- Task statement
Write out, from the entries below, exactly the lines that run between the lines holding "assert!(!table.is_mismatched(1));" and "assert_eq!(x, 50);", inclusive, and stop there.

---

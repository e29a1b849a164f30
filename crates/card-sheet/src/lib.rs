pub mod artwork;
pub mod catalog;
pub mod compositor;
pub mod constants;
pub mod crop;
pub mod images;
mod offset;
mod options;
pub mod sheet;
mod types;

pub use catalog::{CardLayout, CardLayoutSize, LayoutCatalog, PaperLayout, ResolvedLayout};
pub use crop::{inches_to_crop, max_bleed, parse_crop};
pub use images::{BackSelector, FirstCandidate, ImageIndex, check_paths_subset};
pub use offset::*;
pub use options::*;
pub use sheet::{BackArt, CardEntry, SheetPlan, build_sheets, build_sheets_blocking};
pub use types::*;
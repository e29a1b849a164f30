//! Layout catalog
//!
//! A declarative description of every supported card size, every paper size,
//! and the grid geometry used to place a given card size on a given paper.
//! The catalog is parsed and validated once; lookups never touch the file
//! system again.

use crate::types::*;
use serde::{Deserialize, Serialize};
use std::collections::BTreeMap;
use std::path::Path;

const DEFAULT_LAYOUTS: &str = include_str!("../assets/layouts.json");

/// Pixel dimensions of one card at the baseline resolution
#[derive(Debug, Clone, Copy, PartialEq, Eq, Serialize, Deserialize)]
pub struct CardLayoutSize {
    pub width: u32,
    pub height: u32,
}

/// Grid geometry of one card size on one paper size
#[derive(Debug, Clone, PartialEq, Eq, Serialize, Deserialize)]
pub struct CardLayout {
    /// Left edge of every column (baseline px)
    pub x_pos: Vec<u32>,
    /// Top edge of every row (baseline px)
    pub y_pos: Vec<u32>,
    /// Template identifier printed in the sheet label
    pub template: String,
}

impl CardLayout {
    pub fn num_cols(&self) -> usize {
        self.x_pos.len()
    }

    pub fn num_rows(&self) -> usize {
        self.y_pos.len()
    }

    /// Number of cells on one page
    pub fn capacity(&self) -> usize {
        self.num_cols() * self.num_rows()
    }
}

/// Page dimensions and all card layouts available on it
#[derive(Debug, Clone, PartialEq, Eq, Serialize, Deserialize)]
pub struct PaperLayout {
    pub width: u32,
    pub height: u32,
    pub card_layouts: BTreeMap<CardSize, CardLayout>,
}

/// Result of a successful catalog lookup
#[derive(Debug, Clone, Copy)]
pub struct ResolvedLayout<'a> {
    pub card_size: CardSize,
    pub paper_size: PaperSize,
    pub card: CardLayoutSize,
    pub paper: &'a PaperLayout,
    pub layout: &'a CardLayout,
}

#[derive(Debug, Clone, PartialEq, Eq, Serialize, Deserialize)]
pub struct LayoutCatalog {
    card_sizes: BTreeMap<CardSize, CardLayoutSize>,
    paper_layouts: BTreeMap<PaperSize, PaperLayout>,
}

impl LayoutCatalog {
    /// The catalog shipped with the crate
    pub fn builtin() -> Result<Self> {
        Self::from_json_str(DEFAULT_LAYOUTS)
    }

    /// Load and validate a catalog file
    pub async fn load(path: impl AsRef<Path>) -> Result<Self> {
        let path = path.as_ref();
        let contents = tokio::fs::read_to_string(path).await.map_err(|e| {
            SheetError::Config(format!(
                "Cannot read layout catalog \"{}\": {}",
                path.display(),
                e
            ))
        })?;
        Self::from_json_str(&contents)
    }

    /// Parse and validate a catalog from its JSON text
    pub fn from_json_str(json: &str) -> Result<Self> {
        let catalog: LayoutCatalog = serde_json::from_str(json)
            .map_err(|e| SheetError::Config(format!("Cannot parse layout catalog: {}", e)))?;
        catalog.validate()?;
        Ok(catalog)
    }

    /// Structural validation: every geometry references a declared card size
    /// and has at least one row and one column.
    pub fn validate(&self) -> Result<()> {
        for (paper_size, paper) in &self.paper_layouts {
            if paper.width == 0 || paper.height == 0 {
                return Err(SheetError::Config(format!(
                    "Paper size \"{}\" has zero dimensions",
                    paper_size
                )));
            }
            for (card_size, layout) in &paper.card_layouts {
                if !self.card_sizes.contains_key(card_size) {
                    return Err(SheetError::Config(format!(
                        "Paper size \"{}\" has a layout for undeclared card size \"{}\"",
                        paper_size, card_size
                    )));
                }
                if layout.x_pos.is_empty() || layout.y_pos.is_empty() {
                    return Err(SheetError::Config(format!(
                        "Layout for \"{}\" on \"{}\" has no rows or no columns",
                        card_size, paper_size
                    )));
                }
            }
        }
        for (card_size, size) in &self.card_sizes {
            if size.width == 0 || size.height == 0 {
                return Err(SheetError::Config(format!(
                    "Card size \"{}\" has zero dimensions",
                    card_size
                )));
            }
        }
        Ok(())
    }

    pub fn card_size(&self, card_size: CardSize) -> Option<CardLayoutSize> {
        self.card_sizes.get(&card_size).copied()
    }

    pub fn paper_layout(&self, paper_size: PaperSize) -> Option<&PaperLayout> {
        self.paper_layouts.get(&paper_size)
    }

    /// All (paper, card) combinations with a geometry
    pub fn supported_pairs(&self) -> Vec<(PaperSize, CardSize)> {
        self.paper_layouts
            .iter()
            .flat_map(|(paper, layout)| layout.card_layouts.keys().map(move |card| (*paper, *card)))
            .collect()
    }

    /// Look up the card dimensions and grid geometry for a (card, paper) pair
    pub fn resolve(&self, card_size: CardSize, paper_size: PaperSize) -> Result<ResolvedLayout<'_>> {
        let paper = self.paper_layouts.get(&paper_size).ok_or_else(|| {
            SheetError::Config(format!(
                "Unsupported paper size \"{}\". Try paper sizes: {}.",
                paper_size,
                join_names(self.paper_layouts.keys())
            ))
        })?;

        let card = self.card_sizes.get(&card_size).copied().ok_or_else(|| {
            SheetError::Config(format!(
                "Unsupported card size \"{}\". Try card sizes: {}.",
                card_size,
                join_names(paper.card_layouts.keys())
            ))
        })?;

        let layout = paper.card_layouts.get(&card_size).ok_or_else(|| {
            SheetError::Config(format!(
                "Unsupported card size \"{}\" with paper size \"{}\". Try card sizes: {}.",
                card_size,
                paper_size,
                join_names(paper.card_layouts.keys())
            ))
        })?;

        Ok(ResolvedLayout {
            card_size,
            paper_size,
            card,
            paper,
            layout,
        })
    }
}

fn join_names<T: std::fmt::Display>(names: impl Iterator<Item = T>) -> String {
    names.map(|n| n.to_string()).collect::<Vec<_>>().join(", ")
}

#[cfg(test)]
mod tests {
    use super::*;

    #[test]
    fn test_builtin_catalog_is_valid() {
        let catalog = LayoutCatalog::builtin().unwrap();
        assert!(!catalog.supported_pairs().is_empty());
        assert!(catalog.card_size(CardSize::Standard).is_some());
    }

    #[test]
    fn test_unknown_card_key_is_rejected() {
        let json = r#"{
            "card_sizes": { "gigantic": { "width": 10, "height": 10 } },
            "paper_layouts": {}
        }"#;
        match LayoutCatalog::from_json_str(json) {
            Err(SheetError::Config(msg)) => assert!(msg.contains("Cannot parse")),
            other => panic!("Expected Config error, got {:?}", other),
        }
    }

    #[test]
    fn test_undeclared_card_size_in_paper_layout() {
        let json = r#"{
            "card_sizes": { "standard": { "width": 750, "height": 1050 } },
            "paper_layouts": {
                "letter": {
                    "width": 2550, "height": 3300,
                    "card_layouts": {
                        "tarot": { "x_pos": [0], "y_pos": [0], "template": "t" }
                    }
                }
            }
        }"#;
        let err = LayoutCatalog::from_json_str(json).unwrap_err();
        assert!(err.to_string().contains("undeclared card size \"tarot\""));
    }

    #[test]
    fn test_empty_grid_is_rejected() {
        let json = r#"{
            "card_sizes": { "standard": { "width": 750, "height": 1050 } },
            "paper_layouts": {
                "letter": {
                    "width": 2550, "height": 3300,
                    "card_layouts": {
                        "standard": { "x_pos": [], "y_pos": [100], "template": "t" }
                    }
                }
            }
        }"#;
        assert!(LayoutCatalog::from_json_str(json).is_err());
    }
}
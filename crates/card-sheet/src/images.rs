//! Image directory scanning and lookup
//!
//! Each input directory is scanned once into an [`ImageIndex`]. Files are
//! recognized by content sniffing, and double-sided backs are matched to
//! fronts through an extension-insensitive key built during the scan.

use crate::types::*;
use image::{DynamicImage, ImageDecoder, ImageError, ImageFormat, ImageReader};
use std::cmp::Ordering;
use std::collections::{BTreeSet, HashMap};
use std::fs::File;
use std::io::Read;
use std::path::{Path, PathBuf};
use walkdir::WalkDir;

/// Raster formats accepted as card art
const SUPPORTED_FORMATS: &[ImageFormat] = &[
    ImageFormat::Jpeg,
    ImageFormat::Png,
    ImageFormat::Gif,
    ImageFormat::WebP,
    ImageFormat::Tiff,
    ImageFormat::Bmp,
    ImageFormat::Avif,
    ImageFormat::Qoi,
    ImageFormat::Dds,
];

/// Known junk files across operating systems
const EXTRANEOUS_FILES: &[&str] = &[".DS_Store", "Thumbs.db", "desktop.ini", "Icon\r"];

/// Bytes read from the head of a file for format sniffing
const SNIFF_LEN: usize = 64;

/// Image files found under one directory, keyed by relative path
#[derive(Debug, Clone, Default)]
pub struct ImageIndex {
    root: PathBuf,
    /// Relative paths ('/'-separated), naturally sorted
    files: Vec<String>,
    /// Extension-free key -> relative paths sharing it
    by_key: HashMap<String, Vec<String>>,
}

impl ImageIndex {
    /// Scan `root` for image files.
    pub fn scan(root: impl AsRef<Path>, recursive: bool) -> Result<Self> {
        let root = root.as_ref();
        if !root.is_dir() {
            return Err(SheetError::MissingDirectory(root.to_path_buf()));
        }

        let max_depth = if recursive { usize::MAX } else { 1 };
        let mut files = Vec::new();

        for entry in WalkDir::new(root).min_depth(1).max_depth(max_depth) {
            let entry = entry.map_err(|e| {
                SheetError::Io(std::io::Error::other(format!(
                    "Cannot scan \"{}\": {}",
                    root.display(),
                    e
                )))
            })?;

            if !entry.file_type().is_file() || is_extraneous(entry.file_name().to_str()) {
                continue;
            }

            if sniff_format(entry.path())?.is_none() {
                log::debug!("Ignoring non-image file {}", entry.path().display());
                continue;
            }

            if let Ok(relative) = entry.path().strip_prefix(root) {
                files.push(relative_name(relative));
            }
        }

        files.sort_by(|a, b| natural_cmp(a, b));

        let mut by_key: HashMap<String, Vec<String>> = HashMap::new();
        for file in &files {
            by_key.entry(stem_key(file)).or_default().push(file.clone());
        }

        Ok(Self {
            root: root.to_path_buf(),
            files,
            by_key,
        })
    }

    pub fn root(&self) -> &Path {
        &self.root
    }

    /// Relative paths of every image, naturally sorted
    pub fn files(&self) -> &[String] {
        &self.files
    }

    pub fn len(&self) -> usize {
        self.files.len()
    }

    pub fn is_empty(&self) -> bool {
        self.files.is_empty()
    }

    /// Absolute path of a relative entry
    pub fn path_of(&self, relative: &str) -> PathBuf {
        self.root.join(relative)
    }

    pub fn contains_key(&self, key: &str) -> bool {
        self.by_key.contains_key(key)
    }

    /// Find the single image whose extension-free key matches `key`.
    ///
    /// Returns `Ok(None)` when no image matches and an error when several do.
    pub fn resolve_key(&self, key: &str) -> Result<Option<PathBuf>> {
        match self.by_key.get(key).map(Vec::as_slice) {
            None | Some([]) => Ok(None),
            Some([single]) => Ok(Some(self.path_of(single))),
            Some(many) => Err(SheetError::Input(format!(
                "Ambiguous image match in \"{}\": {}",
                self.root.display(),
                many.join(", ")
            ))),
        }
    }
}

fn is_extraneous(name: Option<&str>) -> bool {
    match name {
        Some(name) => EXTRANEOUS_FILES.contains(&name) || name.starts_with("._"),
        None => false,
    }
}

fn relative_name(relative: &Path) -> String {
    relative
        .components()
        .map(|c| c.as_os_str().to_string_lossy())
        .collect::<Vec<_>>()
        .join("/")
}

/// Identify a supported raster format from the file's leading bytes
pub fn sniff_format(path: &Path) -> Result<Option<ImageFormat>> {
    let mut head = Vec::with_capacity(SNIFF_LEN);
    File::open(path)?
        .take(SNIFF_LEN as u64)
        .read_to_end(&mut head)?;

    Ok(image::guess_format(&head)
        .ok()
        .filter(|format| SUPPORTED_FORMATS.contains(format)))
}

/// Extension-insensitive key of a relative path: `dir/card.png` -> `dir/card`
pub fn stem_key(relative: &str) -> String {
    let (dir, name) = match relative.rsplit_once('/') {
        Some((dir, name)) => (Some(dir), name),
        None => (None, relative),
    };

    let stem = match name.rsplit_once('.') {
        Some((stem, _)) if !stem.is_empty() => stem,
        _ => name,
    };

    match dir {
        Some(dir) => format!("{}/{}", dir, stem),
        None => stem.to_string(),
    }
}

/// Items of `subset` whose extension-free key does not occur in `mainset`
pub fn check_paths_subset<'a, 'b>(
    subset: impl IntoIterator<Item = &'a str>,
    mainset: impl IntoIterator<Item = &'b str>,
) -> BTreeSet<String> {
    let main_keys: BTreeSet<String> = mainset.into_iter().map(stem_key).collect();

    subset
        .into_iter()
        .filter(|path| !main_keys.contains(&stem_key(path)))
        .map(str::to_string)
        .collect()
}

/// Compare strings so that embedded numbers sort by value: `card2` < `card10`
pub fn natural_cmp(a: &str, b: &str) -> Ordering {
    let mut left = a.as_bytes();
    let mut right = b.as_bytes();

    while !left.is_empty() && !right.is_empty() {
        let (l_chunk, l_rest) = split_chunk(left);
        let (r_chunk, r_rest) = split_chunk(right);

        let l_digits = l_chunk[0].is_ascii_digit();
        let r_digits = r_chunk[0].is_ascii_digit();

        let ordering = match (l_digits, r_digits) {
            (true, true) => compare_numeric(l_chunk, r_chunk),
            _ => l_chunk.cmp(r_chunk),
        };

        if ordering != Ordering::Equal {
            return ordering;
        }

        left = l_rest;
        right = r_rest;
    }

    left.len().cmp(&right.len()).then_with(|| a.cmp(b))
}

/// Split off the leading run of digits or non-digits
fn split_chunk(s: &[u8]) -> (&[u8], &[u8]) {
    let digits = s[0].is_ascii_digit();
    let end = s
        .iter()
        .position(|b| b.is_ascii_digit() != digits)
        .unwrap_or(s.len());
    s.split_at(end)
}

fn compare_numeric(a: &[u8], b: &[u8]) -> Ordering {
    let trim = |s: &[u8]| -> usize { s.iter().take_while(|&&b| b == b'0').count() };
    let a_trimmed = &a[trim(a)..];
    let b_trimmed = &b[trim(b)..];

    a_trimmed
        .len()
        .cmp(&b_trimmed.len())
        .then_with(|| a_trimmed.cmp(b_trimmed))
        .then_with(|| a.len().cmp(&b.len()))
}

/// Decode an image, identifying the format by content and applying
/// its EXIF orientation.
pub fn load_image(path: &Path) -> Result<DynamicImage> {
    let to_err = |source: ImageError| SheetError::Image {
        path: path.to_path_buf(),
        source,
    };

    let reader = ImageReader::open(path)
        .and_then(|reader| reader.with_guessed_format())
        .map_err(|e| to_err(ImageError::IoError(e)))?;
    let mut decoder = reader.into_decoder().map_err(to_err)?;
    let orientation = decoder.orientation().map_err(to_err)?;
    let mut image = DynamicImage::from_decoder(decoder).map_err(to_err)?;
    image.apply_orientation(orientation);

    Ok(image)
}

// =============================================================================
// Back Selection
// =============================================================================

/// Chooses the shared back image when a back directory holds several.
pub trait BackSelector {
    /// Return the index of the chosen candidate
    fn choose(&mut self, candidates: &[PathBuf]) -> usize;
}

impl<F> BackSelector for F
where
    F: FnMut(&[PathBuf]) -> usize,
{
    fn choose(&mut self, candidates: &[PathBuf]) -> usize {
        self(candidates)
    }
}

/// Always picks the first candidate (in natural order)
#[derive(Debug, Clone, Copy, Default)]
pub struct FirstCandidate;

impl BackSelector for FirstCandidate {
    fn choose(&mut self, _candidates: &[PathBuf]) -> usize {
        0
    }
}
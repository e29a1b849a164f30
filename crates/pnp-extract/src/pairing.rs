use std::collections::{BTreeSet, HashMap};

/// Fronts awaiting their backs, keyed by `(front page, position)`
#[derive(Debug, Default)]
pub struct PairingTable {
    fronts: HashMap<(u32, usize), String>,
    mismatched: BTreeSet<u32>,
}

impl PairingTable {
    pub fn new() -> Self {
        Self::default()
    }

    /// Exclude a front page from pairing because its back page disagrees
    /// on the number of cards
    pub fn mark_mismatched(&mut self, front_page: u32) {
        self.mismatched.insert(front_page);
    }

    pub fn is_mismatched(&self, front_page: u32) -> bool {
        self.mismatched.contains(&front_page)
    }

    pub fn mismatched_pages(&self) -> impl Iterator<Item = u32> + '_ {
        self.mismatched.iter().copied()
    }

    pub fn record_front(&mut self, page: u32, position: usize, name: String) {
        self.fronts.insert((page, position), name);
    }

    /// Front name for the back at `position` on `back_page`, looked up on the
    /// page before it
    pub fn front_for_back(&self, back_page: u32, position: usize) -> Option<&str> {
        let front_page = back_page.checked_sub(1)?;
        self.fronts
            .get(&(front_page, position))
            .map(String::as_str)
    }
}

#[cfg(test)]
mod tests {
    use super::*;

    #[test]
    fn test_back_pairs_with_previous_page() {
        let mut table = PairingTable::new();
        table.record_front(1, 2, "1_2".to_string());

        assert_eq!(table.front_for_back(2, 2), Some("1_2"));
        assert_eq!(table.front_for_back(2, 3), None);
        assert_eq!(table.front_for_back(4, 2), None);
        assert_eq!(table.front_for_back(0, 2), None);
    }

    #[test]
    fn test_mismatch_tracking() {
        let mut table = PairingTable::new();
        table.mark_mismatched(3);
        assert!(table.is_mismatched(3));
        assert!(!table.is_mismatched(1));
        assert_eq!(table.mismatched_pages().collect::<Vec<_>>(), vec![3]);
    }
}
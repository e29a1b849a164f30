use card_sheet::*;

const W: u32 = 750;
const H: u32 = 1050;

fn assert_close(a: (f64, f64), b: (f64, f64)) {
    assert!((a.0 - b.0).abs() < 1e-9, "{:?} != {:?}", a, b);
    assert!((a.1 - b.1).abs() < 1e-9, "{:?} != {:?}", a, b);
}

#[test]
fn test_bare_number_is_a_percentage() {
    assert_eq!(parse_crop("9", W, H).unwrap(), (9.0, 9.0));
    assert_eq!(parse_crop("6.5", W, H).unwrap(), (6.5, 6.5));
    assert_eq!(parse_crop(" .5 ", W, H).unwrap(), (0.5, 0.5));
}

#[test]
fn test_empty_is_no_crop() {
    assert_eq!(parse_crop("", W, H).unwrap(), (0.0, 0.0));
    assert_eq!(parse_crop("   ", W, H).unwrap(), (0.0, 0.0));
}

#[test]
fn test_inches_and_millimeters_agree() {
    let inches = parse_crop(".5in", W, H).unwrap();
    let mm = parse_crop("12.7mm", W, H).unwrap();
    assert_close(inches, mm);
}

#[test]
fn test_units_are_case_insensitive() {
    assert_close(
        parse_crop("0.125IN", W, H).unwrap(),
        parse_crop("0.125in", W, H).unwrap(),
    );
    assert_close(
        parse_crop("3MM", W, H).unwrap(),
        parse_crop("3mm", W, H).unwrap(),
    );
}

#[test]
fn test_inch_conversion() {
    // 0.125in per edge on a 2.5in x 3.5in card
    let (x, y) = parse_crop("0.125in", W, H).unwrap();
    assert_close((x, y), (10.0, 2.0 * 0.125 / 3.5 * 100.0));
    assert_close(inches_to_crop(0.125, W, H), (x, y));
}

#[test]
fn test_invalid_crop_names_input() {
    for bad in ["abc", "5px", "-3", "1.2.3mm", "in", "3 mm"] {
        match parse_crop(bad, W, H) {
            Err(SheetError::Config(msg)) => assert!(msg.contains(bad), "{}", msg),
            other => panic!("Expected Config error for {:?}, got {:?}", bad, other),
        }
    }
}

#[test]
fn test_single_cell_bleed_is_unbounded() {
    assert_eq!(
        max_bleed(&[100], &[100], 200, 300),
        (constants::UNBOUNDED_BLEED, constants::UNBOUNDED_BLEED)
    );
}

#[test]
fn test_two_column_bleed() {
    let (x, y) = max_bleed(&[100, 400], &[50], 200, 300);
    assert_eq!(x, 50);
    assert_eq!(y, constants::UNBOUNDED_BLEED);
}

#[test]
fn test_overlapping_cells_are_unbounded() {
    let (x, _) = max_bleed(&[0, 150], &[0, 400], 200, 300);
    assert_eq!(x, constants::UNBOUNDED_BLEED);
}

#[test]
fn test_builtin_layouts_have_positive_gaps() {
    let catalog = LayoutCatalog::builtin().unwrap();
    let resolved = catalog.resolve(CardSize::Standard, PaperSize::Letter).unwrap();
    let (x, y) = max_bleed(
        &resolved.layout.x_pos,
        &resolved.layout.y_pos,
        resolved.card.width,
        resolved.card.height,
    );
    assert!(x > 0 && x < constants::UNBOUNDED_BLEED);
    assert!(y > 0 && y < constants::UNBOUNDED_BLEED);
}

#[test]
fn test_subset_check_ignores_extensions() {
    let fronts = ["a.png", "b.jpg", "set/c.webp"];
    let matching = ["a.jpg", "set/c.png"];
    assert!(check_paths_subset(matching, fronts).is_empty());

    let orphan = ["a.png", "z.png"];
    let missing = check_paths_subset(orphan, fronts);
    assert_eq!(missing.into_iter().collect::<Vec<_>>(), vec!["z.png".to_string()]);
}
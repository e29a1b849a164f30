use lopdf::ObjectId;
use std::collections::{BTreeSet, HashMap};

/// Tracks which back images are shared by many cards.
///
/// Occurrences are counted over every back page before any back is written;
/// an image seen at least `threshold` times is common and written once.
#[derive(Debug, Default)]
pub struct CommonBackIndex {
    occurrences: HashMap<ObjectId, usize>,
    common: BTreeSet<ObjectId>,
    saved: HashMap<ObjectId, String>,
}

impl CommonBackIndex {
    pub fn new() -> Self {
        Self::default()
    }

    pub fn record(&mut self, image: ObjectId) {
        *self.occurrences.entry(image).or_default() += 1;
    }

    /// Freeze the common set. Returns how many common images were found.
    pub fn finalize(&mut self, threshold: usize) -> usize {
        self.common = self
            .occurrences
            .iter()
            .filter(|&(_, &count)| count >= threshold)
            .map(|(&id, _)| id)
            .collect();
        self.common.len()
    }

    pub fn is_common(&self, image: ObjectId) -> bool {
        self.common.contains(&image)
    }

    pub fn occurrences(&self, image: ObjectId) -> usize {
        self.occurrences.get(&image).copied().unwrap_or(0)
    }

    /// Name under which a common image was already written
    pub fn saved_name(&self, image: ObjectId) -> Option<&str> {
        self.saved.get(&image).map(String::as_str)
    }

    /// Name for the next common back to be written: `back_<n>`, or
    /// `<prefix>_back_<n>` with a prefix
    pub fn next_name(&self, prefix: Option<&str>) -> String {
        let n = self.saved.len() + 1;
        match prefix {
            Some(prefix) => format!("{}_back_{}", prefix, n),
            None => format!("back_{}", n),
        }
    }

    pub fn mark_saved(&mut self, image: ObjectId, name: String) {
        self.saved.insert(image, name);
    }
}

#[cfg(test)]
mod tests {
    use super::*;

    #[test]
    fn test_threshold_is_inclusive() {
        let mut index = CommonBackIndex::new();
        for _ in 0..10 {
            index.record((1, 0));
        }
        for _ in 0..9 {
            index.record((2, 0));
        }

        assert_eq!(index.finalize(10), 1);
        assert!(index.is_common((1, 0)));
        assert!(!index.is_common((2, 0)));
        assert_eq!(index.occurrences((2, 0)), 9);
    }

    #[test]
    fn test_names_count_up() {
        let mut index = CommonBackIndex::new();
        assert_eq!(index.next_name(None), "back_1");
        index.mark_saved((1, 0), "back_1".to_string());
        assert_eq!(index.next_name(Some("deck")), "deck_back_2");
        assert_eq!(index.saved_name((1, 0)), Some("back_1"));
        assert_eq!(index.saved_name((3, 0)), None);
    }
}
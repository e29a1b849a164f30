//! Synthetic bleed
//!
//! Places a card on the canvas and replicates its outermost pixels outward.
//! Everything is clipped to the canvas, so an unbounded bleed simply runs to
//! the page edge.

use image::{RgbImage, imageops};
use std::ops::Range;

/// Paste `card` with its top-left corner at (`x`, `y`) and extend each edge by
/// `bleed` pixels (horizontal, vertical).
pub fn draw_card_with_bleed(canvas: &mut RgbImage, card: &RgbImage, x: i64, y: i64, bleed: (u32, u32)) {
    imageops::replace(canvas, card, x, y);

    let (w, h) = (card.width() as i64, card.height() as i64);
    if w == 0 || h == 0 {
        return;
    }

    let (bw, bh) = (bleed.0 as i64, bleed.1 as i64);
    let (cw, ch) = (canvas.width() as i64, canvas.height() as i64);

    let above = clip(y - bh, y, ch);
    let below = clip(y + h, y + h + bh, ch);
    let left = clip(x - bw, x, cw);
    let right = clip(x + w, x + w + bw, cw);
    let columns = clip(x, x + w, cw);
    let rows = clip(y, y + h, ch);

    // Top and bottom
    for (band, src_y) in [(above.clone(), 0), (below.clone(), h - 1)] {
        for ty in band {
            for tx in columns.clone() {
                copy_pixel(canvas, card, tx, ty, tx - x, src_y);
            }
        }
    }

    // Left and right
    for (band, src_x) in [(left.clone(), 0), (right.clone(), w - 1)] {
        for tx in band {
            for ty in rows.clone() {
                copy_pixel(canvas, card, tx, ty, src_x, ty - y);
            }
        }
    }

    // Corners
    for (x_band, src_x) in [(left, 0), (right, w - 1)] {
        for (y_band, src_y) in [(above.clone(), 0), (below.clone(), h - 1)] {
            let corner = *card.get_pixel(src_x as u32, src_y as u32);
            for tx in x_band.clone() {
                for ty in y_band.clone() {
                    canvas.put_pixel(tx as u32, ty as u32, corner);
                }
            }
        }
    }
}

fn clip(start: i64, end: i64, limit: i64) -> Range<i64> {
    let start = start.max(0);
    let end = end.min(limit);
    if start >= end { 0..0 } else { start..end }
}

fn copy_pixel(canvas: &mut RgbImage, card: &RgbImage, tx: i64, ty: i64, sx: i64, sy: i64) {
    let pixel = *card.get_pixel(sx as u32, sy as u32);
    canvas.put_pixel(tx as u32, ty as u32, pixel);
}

---

- Written response
        assert!(!table.is_mismatched(1));
        assert_eq!(table.mismatched_pages().collect::<Vec<_>>(), vec![3]);
    }
}
repository e29a1b849a164f30
use card_sheet::*;

const W: u32 = 750;
const H: u32 = 1050;

fn assert_close(a: (f64, f64), b: (f64, f64)) {
    assert!((a.0 - b.0).abs() < 1e-9, "{:?} != {:?}", a, b);
    assert!((a.1 - b.1).abs() < 1e-9, "{:?} != {:?}", a, b);
}

#[test]
fn test_bare_number_is_a_percentage() {
    assert_eq!(parse_crop("9", W, H).unwrap(), (9.0, 9.0));
    assert_eq!(parse_crop("6.5", W, H).unwrap(), (6.5, 6.5));
    assert_eq!(parse_crop(" .5 ", W, H).unwrap(), (0.5, 0.5));
}

#[test]
fn test_empty_is_no_crop() {
    assert_eq!(parse_crop("", W, H).unwrap(), (0.0, 0.0));
    assert_eq!(parse_crop("   ", W, H).unwrap(), (0.0, 0.0));
}

#[test]
fn test_inches_and_millimeters_agree() {
    let inches = parse_crop(".5in", W, H).unwrap();
    let mm = parse_crop("12.7mm", W, H).unwrap();
    assert_close(inches, mm);
}

#[test]
fn test_units_are_case_insensitive() {
    assert_close(
        parse_crop("0.125IN", W, H).unwrap(),
        parse_crop("0.125in", W, H).unwrap(),
    );
    assert_close(
        parse_crop("3MM", W, H).unwrap(),
        parse_crop("3mm", W, H).unwrap(),
    );
}

#[test]
fn test_inch_conversion() {
    // 0.125in per edge on a 2.5in x 3.5in card
    let (x, y) = parse_crop("0.125in", W, H).unwrap();
    assert_close((x, y), (10.0, 2.0 * 0.125 / 3.5 * 100.0));
    assert_close(inches_to_crop(0.125, W, H), (x, y));
}

#[test]
fn test_invalid_crop_names_input() {
    for bad in ["abc", "5px", "-3", "1.2.3mm", "in", "3 mm"] {
        match parse_crop(bad, W, H) {
            Err(SheetError::Config(msg)) => assert!(msg.contains(bad), "{}", msg),
            other => panic!("Expected Config error for {:?}, got {:?}", bad, other),
        }
    }
}

#[test]
fn test_single_cell_bleed_is_unbounded() {
    assert_eq!(
        max_bleed(&[100], &[100], 200, 300),
        (constants::UNBOUNDED_BLEED, constants::UNBOUNDED_BLEED)
    );
}

#[test]
fn test_two_column_bleed() {
    let (x, y) = max_bleed(&[100, 400], &[50], 200, 300);
    assert_eq!(x, 50);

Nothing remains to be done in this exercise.